§ What is needed
With both ends included, repeat exactly the lines of the entries below from the one containing "filename crates/kitcache-storage/src/memory/backend.rs" down to the one containing "pub struct MemoryConfig", and no others.

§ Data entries
"""

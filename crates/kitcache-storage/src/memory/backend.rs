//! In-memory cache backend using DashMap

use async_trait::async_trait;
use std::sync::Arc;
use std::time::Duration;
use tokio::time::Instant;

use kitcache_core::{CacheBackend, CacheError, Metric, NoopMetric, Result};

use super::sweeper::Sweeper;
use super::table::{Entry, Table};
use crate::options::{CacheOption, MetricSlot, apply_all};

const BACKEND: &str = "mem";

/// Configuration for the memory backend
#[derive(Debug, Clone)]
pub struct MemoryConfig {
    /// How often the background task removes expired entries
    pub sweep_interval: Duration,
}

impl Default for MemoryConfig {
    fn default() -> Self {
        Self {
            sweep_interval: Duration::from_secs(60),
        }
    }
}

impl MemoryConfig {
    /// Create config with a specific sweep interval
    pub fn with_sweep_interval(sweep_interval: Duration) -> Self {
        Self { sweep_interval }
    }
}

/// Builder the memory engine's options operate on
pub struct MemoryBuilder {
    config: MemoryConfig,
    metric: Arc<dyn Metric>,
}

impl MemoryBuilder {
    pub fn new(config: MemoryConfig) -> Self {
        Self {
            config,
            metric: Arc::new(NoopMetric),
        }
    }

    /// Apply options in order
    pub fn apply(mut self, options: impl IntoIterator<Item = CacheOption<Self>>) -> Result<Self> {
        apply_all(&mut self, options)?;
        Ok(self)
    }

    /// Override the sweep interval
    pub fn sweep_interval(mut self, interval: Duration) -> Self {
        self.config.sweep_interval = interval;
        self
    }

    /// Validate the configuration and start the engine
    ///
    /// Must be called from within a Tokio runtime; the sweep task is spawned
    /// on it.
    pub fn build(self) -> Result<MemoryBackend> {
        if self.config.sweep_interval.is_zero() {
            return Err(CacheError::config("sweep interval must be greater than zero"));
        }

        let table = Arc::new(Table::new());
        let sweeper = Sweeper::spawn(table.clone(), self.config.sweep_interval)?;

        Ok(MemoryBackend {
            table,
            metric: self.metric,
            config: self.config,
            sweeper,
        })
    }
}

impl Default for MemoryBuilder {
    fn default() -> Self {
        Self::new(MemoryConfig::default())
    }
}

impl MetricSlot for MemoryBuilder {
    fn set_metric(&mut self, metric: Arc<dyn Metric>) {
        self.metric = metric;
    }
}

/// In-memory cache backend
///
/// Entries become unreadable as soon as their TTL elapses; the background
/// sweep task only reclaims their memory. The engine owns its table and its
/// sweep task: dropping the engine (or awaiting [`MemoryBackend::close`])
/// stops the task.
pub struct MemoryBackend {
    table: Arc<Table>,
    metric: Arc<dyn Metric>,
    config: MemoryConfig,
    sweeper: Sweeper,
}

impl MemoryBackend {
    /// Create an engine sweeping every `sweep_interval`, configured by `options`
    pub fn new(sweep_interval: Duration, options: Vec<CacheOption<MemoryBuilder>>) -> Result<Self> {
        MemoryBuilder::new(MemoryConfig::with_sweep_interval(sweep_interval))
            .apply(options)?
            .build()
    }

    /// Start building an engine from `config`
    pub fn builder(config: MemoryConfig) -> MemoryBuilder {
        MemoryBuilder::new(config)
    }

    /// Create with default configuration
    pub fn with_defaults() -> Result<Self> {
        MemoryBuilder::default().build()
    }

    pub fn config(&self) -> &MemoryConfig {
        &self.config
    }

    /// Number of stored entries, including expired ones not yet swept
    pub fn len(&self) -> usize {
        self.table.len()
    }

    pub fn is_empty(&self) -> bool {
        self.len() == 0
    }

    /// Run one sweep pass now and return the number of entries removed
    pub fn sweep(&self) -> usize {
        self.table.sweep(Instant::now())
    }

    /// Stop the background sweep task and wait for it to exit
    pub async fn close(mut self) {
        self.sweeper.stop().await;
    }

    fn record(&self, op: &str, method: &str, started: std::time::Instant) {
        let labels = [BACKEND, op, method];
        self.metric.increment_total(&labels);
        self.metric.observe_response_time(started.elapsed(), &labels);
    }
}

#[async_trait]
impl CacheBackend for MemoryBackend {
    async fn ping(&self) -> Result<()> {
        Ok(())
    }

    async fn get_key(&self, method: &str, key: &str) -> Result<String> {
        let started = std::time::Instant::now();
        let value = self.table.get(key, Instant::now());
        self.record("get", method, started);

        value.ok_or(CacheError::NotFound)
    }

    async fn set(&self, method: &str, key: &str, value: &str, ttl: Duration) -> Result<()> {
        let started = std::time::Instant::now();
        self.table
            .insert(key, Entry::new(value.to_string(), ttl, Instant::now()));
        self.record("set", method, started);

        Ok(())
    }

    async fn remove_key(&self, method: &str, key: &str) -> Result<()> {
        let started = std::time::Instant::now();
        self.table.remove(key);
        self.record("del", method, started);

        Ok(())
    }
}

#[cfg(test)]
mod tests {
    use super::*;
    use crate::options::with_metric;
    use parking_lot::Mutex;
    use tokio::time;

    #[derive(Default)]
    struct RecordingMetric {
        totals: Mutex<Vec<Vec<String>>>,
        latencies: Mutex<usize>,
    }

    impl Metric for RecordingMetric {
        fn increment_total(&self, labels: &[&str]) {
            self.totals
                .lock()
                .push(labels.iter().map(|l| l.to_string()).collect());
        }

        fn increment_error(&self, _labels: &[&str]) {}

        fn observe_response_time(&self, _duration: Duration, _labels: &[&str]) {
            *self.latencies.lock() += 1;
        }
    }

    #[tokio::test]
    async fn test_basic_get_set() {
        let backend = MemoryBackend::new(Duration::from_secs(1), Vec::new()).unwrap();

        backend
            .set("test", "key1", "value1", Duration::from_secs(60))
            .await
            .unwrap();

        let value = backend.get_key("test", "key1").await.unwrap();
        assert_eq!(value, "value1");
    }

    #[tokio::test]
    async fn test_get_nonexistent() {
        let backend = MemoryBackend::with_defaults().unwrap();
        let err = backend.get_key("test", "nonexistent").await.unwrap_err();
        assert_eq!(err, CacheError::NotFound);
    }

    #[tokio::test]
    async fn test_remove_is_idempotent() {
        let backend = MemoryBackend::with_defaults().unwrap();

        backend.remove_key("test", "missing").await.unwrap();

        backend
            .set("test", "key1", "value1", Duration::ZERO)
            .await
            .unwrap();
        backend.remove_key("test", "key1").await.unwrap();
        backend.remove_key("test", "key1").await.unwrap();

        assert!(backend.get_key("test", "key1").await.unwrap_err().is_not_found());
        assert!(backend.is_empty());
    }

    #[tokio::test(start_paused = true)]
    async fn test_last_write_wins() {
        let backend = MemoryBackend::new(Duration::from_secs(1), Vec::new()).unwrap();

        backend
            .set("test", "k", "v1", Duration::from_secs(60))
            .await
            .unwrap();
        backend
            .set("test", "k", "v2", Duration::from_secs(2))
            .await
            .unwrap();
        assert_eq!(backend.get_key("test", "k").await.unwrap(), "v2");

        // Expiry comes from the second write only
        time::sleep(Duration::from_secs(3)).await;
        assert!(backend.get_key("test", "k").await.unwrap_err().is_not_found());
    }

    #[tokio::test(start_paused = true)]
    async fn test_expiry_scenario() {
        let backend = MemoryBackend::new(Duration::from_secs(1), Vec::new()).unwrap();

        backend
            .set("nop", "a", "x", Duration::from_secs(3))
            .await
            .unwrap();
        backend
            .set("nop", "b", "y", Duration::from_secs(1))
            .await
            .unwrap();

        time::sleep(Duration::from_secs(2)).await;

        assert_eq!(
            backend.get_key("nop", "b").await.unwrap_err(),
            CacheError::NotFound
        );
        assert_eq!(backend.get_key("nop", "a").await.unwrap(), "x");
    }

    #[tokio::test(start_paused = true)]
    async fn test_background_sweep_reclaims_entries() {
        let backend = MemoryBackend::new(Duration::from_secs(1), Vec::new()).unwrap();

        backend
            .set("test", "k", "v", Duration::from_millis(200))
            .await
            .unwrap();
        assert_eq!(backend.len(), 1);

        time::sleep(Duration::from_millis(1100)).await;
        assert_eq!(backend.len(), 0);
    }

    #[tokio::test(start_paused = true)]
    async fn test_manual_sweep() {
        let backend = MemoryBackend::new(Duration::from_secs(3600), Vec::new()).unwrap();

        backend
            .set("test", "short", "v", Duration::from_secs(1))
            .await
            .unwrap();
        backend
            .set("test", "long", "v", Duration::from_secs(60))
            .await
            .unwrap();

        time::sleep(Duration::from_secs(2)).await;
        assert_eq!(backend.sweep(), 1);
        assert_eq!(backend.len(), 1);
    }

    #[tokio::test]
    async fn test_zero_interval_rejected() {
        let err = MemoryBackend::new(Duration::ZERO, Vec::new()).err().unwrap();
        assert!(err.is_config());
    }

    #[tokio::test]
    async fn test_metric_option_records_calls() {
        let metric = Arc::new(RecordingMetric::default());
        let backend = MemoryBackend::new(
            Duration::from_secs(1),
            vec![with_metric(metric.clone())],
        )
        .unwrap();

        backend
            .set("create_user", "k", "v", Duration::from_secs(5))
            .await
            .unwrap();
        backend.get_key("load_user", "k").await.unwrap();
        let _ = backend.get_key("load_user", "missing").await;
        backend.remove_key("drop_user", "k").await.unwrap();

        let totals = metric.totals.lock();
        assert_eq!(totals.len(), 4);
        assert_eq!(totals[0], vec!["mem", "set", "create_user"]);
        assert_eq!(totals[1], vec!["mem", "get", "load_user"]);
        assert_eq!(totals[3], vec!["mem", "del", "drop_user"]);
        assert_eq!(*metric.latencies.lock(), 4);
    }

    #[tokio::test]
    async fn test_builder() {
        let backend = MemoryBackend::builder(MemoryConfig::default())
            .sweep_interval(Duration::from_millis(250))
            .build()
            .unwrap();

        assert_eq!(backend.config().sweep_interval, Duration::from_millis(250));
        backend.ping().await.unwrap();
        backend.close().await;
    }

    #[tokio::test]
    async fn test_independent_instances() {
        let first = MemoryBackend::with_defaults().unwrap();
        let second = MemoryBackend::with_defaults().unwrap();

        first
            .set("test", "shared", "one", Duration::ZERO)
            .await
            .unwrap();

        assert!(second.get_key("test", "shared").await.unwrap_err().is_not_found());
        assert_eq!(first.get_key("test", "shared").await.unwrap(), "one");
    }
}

"""
"""

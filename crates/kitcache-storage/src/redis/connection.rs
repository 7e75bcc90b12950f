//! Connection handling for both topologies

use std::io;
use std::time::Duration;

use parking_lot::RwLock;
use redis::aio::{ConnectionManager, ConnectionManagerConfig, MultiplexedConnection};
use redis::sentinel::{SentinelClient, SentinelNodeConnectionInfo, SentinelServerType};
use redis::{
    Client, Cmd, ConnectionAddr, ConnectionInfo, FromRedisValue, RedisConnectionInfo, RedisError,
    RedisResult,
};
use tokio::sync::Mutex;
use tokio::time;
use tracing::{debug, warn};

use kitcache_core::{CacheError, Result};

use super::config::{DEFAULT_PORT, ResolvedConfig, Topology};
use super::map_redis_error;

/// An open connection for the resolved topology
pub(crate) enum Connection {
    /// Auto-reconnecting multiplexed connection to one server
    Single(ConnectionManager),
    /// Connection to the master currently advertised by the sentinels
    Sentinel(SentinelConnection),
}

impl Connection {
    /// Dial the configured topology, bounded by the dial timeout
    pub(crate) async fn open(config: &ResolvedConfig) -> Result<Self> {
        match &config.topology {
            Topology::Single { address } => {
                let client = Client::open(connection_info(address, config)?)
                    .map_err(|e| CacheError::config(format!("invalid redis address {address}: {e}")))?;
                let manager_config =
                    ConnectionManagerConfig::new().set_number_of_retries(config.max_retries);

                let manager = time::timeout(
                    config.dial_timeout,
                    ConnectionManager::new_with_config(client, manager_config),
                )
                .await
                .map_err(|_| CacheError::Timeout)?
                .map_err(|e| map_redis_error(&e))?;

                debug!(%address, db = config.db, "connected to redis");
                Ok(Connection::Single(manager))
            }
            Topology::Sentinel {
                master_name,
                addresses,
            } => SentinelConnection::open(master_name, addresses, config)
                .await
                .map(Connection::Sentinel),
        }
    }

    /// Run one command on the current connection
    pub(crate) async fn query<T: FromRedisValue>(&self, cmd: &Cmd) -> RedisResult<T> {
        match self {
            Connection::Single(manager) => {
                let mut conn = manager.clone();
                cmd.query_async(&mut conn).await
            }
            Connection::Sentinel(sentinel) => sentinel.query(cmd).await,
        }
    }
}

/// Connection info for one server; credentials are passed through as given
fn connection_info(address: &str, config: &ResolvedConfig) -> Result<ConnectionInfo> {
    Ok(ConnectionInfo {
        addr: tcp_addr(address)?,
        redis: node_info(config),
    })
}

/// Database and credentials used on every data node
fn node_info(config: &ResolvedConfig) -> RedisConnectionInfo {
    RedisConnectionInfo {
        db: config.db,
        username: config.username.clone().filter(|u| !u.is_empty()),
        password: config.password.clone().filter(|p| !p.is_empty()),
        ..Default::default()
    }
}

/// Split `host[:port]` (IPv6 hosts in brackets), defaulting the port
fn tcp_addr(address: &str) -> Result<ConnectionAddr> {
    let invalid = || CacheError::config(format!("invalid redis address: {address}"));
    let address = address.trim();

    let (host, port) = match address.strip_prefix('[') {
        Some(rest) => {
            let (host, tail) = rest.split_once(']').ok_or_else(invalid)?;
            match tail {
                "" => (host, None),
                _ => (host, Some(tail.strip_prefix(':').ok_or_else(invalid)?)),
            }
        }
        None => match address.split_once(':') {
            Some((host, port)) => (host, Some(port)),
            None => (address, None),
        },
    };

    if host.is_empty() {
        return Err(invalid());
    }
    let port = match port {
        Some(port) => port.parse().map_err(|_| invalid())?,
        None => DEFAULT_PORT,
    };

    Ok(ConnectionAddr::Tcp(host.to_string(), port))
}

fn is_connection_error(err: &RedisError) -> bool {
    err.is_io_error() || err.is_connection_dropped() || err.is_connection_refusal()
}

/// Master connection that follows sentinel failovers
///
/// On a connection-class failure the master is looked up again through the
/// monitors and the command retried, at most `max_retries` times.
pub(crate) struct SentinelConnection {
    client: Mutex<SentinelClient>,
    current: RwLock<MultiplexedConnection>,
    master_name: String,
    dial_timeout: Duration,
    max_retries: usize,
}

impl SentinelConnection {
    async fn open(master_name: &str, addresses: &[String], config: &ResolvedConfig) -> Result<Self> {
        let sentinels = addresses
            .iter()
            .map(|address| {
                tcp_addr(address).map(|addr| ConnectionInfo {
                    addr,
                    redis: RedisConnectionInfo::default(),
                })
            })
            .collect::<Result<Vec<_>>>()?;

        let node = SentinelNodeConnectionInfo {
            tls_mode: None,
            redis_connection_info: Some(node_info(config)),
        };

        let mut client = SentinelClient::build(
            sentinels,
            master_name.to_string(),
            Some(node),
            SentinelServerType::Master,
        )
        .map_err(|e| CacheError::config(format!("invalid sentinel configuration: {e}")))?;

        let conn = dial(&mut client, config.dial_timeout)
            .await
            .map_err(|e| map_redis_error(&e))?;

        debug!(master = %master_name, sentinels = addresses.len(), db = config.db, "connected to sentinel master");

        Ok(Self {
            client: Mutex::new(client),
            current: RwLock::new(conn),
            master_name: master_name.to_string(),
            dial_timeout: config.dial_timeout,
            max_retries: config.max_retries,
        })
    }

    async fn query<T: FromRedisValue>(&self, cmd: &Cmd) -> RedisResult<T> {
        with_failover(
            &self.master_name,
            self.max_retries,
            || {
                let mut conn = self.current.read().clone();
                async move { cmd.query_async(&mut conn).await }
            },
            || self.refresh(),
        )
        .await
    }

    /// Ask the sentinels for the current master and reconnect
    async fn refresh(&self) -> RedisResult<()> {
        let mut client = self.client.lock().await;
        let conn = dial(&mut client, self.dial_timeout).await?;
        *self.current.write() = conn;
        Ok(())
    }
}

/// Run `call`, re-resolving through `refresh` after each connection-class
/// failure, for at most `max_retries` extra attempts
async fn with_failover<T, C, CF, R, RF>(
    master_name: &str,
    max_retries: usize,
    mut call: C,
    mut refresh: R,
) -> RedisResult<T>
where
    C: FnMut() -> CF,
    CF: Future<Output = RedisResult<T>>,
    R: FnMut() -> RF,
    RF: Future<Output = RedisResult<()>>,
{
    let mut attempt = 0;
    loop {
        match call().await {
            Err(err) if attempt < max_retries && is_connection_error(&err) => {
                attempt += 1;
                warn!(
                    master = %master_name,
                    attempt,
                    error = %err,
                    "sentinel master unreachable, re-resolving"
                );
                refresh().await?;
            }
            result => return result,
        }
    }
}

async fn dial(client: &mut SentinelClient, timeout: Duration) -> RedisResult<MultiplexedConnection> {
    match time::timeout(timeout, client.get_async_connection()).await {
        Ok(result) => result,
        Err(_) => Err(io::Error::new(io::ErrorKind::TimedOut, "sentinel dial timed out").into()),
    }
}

"""

§ Solution for this problem
filename crates/kitcache-storage/src/memory/backend.rs
//! In-memory cache backend using DashMap

use async_trait::async_trait;
use std::sync::Arc;
use std::time::Duration;
use tokio::time::Instant;

use kitcache_core::{CacheBackend, CacheError, Metric, NoopMetric, Result};

use super::sweeper::Sweeper;
use super::table::{Entry, Table};
use crate::options::{CacheOption, MetricSlot, apply_all};

const BACKEND: &str = "mem";

/// Configuration for the memory backend
#[derive(Debug, Clone)]
pub struct MemoryConfig {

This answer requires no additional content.